4月14日に発生した熊本地震と、それに引き続く、度重なる地震活動。私たちは、改めて自然の脅威を目の当たりにしました。
地震に限らず、自然災害は突然発生します。
そこで、突然の事態にも対応できるように、日頃から知識を蓄えておくことが必要です。
今回は、クラッシュシンドロームについて皆さまにお伝えいたします。
クラッシュシンドロームは死に至る可能性がある
阪神・淡路大震災では、クラッシュシンドローム(挫滅症候群)があまり知られておらずに見過ごされ、治療が遅れた例もあったと言われています。
厚生労働省研究班の調査によると、阪神淡路大震災での挫滅症候群の患者は372例、うち50例(13%)が死亡しており、致死率は決して低くありません。
クラッシュシンドロームとは、瓦礫などに長時間挟まれ筋肉が圧迫され続けることで筋肉細胞が障害・壊死を起こして毒性の高い物質が蓄積され、その後、救助されて圧迫されていた部分が解放されると、血流を通じて毒性の高い物質が急激に全身へ広がり、腎臓や心臓の機能を悪化させて死に至る場合があるというものです。
早期発見、早期治療が重要になるため、救出前から周囲の人々により、兆候を見分けて早めに判断を下すことが大事です。
長時間にわたり圧迫され続けると危ない
クラッシュシンドロームの観察のポイントは、
① 2時間以上にわたり腰、腕、腿などが、がれきの下敷き状態であった
② 軽度の筋肉痛や手足のしびれ、脱力感などの症状がある
③ 尿に血が混じり、茶色の尿が出る
④ 尿の量が減る
などがあります。
クラッシュシンドロームを発症すると、救出されてから治療を始めるまでの時間によって、命が助かるかどうか左右されるといわれています。
そのため、クラッシュシンドロームと考えられるような状態が見られた場合は、むやみに瓦礫の撤去は行わずに、医療従事者やレスキュー隊を呼びましょう。
瓦礫を撤去した場合は、早急に医療従事者のもとに連れて行き、圧迫されていた部位や時間、何に圧迫されていたか報告しましょう。
また、水分補給や点滴によって血中の毒性が高い物質を薄めることも有効です。
挟まれた状態でいる受傷者に水を1リットル以上大量に飲ませましょう。
精神的な安心のために声掛けをしたり、体温調整のために毛布をかけましょう。
あなたもクラッシュシンドロームになるかもしれない
過去の地震により、オフィス内で棚が倒れ、下敷きになりそうになった人もいるのではないでしょうか。

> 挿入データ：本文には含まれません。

//! In-memory task tree for a single list
//!
//! Tasks are held in an index keyed by id; parent/child relations are id
//! references, so the tree never owns cyclic pointers.

use std::collections::{HashMap, HashSet};

use serde::Serialize;
use tracing::debug;
use uuid::Uuid;

use crate::api::TodoApi;
use crate::task::{Task, TaskNode, TaskStatus};
use crate::{Error, Result};

/// Progress counters for a whole list
#[derive(Debug, Clone, Copy, Default, PartialEq, Eq, Serialize)]
pub struct TaskSummary {
    pub total: usize,
    pub completed: usize,
}

impl TaskSummary {
    /// Completion percentage, rounded down; 0 for an empty list
    pub fn percent(&self) -> u8 {
        if self.total == 0 {
            return 0;
        }
        ((self.completed * 100) / self.total) as u8
    }
}

/// Task forest of one list
#[derive(Debug, Clone)]
pub struct TaskTree {
    list_id: Uuid,
    tasks: HashMap<Uuid, Task>,
    roots: Vec<Uuid>,
    children: HashMap<Uuid, Vec<Uuid>>,
}

impl TaskTree {
    /// Create an empty tree for a list
    pub fn new(list_id: Uuid) -> Self {
        Self {
            list_id,
            tasks: HashMap::new(),
            roots: Vec::new(),
            children: HashMap::new(),
        }
    }

    /// Fetch a list's tasks through the API and index them.
    ///
    /// Failures are wrapped in [`Error::Fetch`] and never retried here.
    pub async fn load<A>(api: &A, list_id: Uuid) -> Result<Self>
    where
        A: TodoApi + ?Sized,
    {
        let nodes = api.list_tasks(list_id).await.map_err(|source| Error::Fetch {
            list_id,
            source: Box::new(source),
        })?;
        let tree = Self::from_nodes(list_id, nodes);
        debug!("Loaded {} tasks for list {}", tree.len(), list_id);
        Ok(tree)
    }

    /// Build from the nested wire form, keeping sibling order.
    ///
    /// Parent links are taken from the nesting, not from `parent_id`. A
    /// repeated id is skipped along with its subtasks.
    pub fn from_nodes(list_id: Uuid, nodes: Vec<TaskNode>) -> Self {
        let mut tree = Self::new(list_id);
        let mut stack: Vec<(Option<Uuid>, TaskNode)> =
            nodes.into_iter().rev().map(|node| (None, node)).collect();

        while let Some((parent_id, node)) = stack.pop() {
            let (mut task, subtasks) = node.into_parts();
            if tree.tasks.contains_key(&task.id) {
                continue;
            }
            task.parent_id = parent_id;
            let id = task.id;
            tree.attach(task);
            stack.extend(subtasks.into_iter().rev().map(|sub| (Some(id), sub)));
        }

        tree
    }

    /// Build from flat records, ordering siblings by creation time.
    ///
    /// Records whose parent is missing are treated as top-level, and so is
    /// the task where a parent chain loops back on itself.
    pub fn from_tasks(list_id: Uuid, tasks: impl IntoIterator<Item = Task>) -> Self {
        let mut tasks: Vec<Task> = tasks.into_iter().collect();
        tasks.sort_by(|a, b| a.created_at.cmp(&b.created_at).then(a.id.cmp(&b.id)));
        let mut unique = HashSet::new();
        tasks.retain(|task| unique.insert(task.id));

        let mut parents: HashMap<Uuid, Option<Uuid>> =
            tasks.iter().map(|t| (t.id, t.parent_id)).collect();
        for task in &tasks {
            if task
                .parent_id
                .is_some_and(|p| !parents.contains_key(&p) || p == task.id)
            {
                parents.insert(task.id, None);
            }
        }
        for task in &tasks {
            let mut seen = HashSet::from([task.id]);
            let mut current = parents.get(&task.id).copied().flatten();
            while let Some(parent_id) = current {
                if !seen.insert(parent_id) {
                    debug!("Parent cycle at task {}, treating it as top-level", parent_id);
                    parents.insert(parent_id, None);
                    break;
                }
                current = parents.get(&parent_id).copied().flatten();
            }
        }

        let mut tree = Self::new(list_id);
        for mut task in tasks {
            task.parent_id = parents.get(&task.id).copied().flatten();
            tree.attach(task);
        }

        tree
    }

    fn attach(&mut self, task: Task) {
        match task.parent_id {
            Some(parent_id) => self.children.entry(parent_id).or_default().push(task.id),
            None => self.roots.push(task.id),
        }
        self.tasks.insert(task.id, task);
    }

    /// Render back to the nested wire form
    pub fn to_nodes(&self) -> Vec<TaskNode> {
        self.roots.iter().map(|id| self.node_for(*id)).collect()
    }

    fn node_for(&self, id: Uuid) -> TaskNode {
        self.node_within(id, &mut HashSet::new())
    }

    fn node_within(&self, id: Uuid, visited: &mut HashSet<Uuid>) -> TaskNode {
        visited.insert(id);
        let subtasks = self
            .child_ids(id)
            .iter()
            .filter(|child| !visited.contains(*child) && self.tasks.contains_key(*child))
            .copied()
            .collect::<Vec<_>>()
            .into_iter()
            .map(|child| self.node_within(child, visited))
            .collect();
        TaskNode::from_task(self.tasks[&id].clone(), subtasks)
    }

    pub fn list_id(&self) -> Uuid {
        self.list_id
    }

    pub fn len(&self) -> usize {
        self.tasks.len()
    }

    pub fn is_empty(&self) -> bool {
        self.tasks.is_empty()
    }

    pub fn get(&self, id: Uuid) -> Option<&Task> {
        self.tasks.get(&id)
    }

    /// Look a task up by id. Ids are unique, so at most one task matches.
    pub fn find_by_id(&self, id: Uuid) -> Option<&Task> {
        self.get(id)
    }

    /// Immediate parent, or `None` for top-level or unknown tasks
    pub fn find_parent(&self, child_id: Uuid) -> Option<&Task> {
        self.tasks
            .get(&child_id)
            .and_then(|task| task.parent_id)
            .and_then(|parent_id| self.tasks.get(&parent_id))
    }

    pub fn root_ids(&self) -> &[Uuid] {
        &self.roots
    }

    pub fn roots(&self) -> impl Iterator<Item = &Task> + '_ {
        self.roots.iter().filter_map(|id| self.tasks.get(id))
    }

    pub fn child_ids(&self, id: Uuid) -> &[Uuid] {
        self.children.get(&id).map(Vec::as_slice).unwrap_or(&[])
    }

    pub fn children(&self, id: Uuid) -> impl Iterator<Item = &Task> + '_ {
        self.child_ids(id)
            .iter()
            .filter_map(|child| self.tasks.get(child))
    }

    /// Ids of the tasks sharing `parent_id` (top-level when `None`)
    pub fn sibling_ids(&self, parent_id: Option<Uuid>) -> &[Uuid] {
        match parent_id {
            Some(parent_id) => self.child_ids(parent_id),
            None => &self.roots,
        }
    }

    /// Number of ancestors of a task.
    ///
    /// Unknown ids report 0 rather than failing.
    pub fn depth_of(&self, id: Uuid) -> usize {
        let mut depth = 0;
        let mut current = self.tasks.get(&id).and_then(|t| t.parent_id);
        while let Some(parent_id) = current {
            if depth > self.tasks.len() {
                break;
            }
            depth += 1;
            current = self.tasks.get(&parent_id).and_then(|t| t.parent_id);
        }
        depth
    }

    /// Levels below a task: 0 for a leaf, 1 with children, 2 with grandchildren
    pub fn subtree_height(&self, id: Uuid) -> usize {
        let mut height = 0;
        let mut visited = HashSet::from([id]);
        let mut stack: Vec<(Uuid, usize)> = vec![(id, 0)];
        while let Some((next, level)) = stack.pop() {
            height = height.max(level);
            for child in self.child_ids(next) {
                if visited.insert(*child) {
                    stack.push((*child, level + 1));
                }
            }
        }
        height
    }

    /// All descendants of a task in pre-order (parent before children)
    pub fn descendants(&self, id: Uuid) -> Vec<Uuid> {
        let mut out = Vec::new();
        let mut visited = HashSet::from([id]);
        let mut stack: Vec<Uuid> = self.child_ids(id).iter().rev().copied().collect();
        while let Some(next) = stack.pop() {
            if !visited.insert(next) {
                continue;
            }
            out.push(next);
            stack.extend(self.child_ids(next).iter().rev());
        }
        out
    }

    /// The task itself plus all of its descendants
    pub fn subtree_ids(&self, id: Uuid) -> HashSet<Uuid> {
        let mut ids: HashSet<Uuid> = self.descendants(id).into_iter().collect();
        ids.insert(id);
        ids
    }

    /// Every task, depth-first, pre-order
    pub fn preorder(&self) -> Vec<&Task> {
        let mut out = Vec::with_capacity(self.tasks.len());
        let mut stack: Vec<Uuid> = self.roots.iter().rev().copied().collect();
        while let Some(next) = stack.pop() {
            if let Some(task) = self.tasks.get(&next) {
                out.push(task);
            }
            stack.extend(self.child_ids(next).iter().rev());
        }
        out
    }

    /// Total and completed task counts over the whole tree
    pub fn count_summary(&self) -> TaskSummary {
        TaskSummary {
            total: self.tasks.len(),
            completed: self.tasks.values().filter(|t| t.status.is_done()).count(),
        }
    }

    /// Whether every direct child is Done (vacuously true for leaves)
    pub fn all_children_done(&self, id: Uuid) -> bool {
        self.children(id).all(|child| child.status.is_done())
    }

    /// Case-insensitive title clash among the tasks sharing `parent_id`
    pub fn has_sibling_titled(
        &self,
        parent_id: Option<Uuid>,
        title: &str,
        exclude: Option<Uuid>,
    ) -> bool {
        let wanted = title.trim().to_lowercase();
        self.sibling_ids(parent_id)
            .iter()
            .filter(|id| Some(**id) != exclude)
            .filter_map(|id| self.tasks.get(id))
            .any(|task| task.title.trim().to_lowercase() == wanted)
    }

    pub(crate) fn set_status(&mut self, id: Uuid, status: TaskStatus) -> bool {
        match self.tasks.get_mut(&id) {
            Some(task) => {
                task.status = status;
                true
            }
            None => false,
        }
    }

    /// Tasks in this tree, in no particular order
    pub fn tasks(&self) -> impl Iterator<Item = &Task> + '_ {
        self.tasks.values()
    }
}
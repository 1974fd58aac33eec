//! Health check endpoint

use axum::{extract::State, routing::get, Json, Router};
use serde::Serialize;

use crate::state::AppState;

#[derive(Serialize)]
struct HealthResponse {
    status: String,
    version: String,
    data_dir: String,
}

async fn health_check(State(state): State<AppState>) -> Json<HealthResponse> {
    Json(HealthResponse {
        status: "ok".to_string(),
        version: env!("CARGO_PKG_VERSION").to_string(),
        data_dir: state.data_dir().to_string_lossy().to_string(),
    })
}

pub fn router() -> Router<AppState> {
    Router::new().route("/health", get(health_check))
}
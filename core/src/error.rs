//! Error types for the core library

use thiserror::Error;
use uuid::Uuid;

#[derive(Error, Debug)]
pub enum Error {
    #[error("Task not found: {0}")]
    TaskNotFound(String),

    #[error("List not found: {0}")]
    ListNotFound(String),

    #[error("Not found: {0}")]
    NotFound(String),

    #[error("Invalid input: {0}")]
    Validation(String),

    #[error("Conflict: {0}")]
    Conflict(String),

    #[error("Not authenticated")]
    Unauthenticated,

    #[error("Transport error: {0}")]
    Transport(String),

    #[error("Failed to load tasks for list {list_id}: {source}")]
    Fetch {
        list_id: Uuid,
        #[source]
        source: Box<Error>,
    },

    #[error("Status cascade stopped after {applied} of {total} updates: {source}")]
    CascadeInterrupted {
        applied: usize,
        total: usize,
        #[source]
        source: Box<Error>,
    },

    #[error("IO error: {0}")]
    Io(#[from] std::io::Error),

    #[error("Serialization error: {0}")]
    Serialization(#[from] serde_json::Error),
}

/// How a failure should be handled by whoever surfaces it.
#[derive(Debug, Clone, Copy, PartialEq, Eq)]
pub enum ErrorKind {
    /// Client-correctable; show it, never retry.
    Validation,
    /// Stale reference; show it and re-fetch.
    NotFound,
    /// Network or server failure; show it, no automatic retry.
    Transport,
}

impl Error {
    pub fn kind(&self) -> ErrorKind {
        match self {
            Self::Validation(_) | Self::Conflict(_) => ErrorKind::Validation,
            Self::TaskNotFound(_) | Self::ListNotFound(_) | Self::NotFound(_) => {
                ErrorKind::NotFound
            }
            Self::Fetch { source, .. } | Self::CascadeInterrupted { source, .. } => source.kind(),
            Self::Unauthenticated
            | Self::Transport(_)
            | Self::Io(_)
            | Self::Serialization(_) => ErrorKind::Transport,
        }
    }

    /// True when the caller should go back to the login entry point.
    pub fn requires_login(&self) -> bool {
        match self {
            Self::Unauthenticated => true,
            Self::Fetch { source, .. } | Self::CascadeInterrupted { source, .. } => {
                source.requires_login()
            }
            _ => false,
        }
    }

    /// True when the local tree may no longer match the store.
    pub fn should_refetch(&self) -> bool {
        matches!(self, Self::CascadeInterrupted { .. }) || self.kind() == ErrorKind::NotFound
    }
}
//! Task endpoints
//!
//! The store re-checks every tree rule here, whatever the client already
//! validated.

use axum::{
    extract::{Path, State},
    http::{HeaderMap, StatusCode},
    routing::{delete, get, patch, post},
    Json, Router,
};
use serde::Serialize;
use uuid::Uuid;

use todo_core::task::{MoveRequest, NewTask, StatusUpdate, Task, TaskNode, TaskStatus};

use super::auth::require_session;
use super::{map_core_error, RouteError};
use crate::state::AppState;

#[derive(Debug, Serialize)]
struct StatusResponse {
    message: String,
    task_id: Uuid,
    new_status: TaskStatus,
}

#[derive(Debug, Serialize)]
struct DeleteResponse {
    message: String,
    deleted: usize,
}

/// POST /api/todos/task - Create a task or subtask
async fn create_task(
    State(state): State<AppState>,
    headers: HeaderMap,
    Json(req): Json<NewTask>,
) -> Result<(StatusCode, Json<Task>), RouteError> {
    let session = require_session(&state, &headers).await?;
    let task = state
        .todo_store()
        .create_task(session.user.id, req)
        .await
        .map_err(map_core_error)?;
    Ok((StatusCode::CREATED, Json(task)))
}

/// GET /api/todos/tasks/{list_id} - Nested task tree of a list
async fn list_tasks(
    State(state): State<AppState>,
    headers: HeaderMap,
    Path(list_id): Path<Uuid>,
) -> Result<Json<Vec<TaskNode>>, RouteError> {
    let session = require_session(&state, &headers).await?;
    let nodes = state
        .todo_store()
        .list_tasks(session.user.id, list_id)
        .await
        .map_err(map_core_error)?;
    Ok(Json(nodes))
}

/// PATCH /api/todos/task/{id}/status - Persist one status change
async fn update_status(
    State(state): State<AppState>,
    headers: HeaderMap,
    Path(id): Path<Uuid>,
    Json(req): Json<StatusUpdate>,
) -> Result<Json<StatusResponse>, RouteError> {
    let session = require_session(&state, &headers).await?;
    let task = state
        .todo_store()
        .update_status(session.user.id, id, req.status)
        .await
        .map_err(map_core_error)?;
    Ok(Json(StatusResponse {
        message: "Task status updated".to_string(),
        task_id: task.id,
        new_status: task.status,
    }))
}

/// PATCH /api/todos/task/{id}/move - Re-home a task with its subtree
async fn move_task(
    State(state): State<AppState>,
    headers: HeaderMap,
    Path(id): Path<Uuid>,
    Json(req): Json<MoveRequest>,
) -> Result<Json<Task>, RouteError> {
    let session = require_session(&state, &headers).await?;
    let task = state
        .todo_store()
        .move_task(session.user.id, id, req)
        .await
        .map_err(map_core_error)?;
    Ok(Json(task))
}

/// DELETE /api/todos/task/{id} - Delete a task and its descendants
async fn delete_task(
    State(state): State<AppState>,
    headers: HeaderMap,
    Path(id): Path<Uuid>,
) -> Result<Json<DeleteResponse>, RouteError> {
    let session = require_session(&state, &headers).await?;
    let deleted = state
        .todo_store()
        .delete_task(session.user.id, id)
        .await
        .map_err(map_core_error)?;
    Ok(Json(DeleteResponse {
        message: "Task deleted successfully".to_string(),
        deleted,
    }))
}

pub fn router() -> Router<AppState> {
    Router::new()
        .route("/api/todos/task", post(create_task))
        .route("/api/todos/tasks/{list_id}", get(list_tasks))
        .route("/api/todos/task/{id}/status", patch(update_status))
        .route("/api/todos/task/{id}/move", patch(move_task))
        .route("/api/todos/task/{id}", delete(delete_task))
}
//! Core library for the hierarchical todo app
//!
//! This crate contains the task-hierarchy logic:
//! - Task tree store (lookup and traversal over a list's task forest)
//! - Status propagation (completion and reopen cascades)
//! - Move/reparent validation
//!
//! plus the CRUD interface it runs against, with an HTTP client and a
//! JSON-file store implementing it.

pub mod api;
pub mod board;
pub mod error;
pub mod list;
pub mod mover;
pub mod status;
pub mod store;
pub mod task;
pub mod tree;

pub use api::{AuthApi, HttpTodoApi, TodoApi};
pub use board::{ReopenDescendants, ReopenPrompt, StatusOutcome, TaskBoard};
pub use error::{Error, ErrorKind};
pub use store::{FileTodoStore, ScopedTodoStore};
pub use tree::{TaskSummary, TaskTree};

pub type Result<T> = std::result::Result<T, Error>;
//! User accounts and bearer-token sessions.

mod store;

pub use store::{AuthError, AuthSession, AuthStore, UserSummary};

もしかすると、棚などで下敷きになった同僚を助ける機会が今後起こりうるかもしれません。
災害が広域にわたるものであると、すぐに医療従事者や消防が駆けつけることは難しい場合があります。
そのため、広域にわたる災害時は特に、同じビルにいる社員同士や住民同士の助け合いが重要になるでしょう。
まずは災害時に起こり得るリスクについて一つでも多くの知識を蓄えておき、実践できるようにしていきましょう。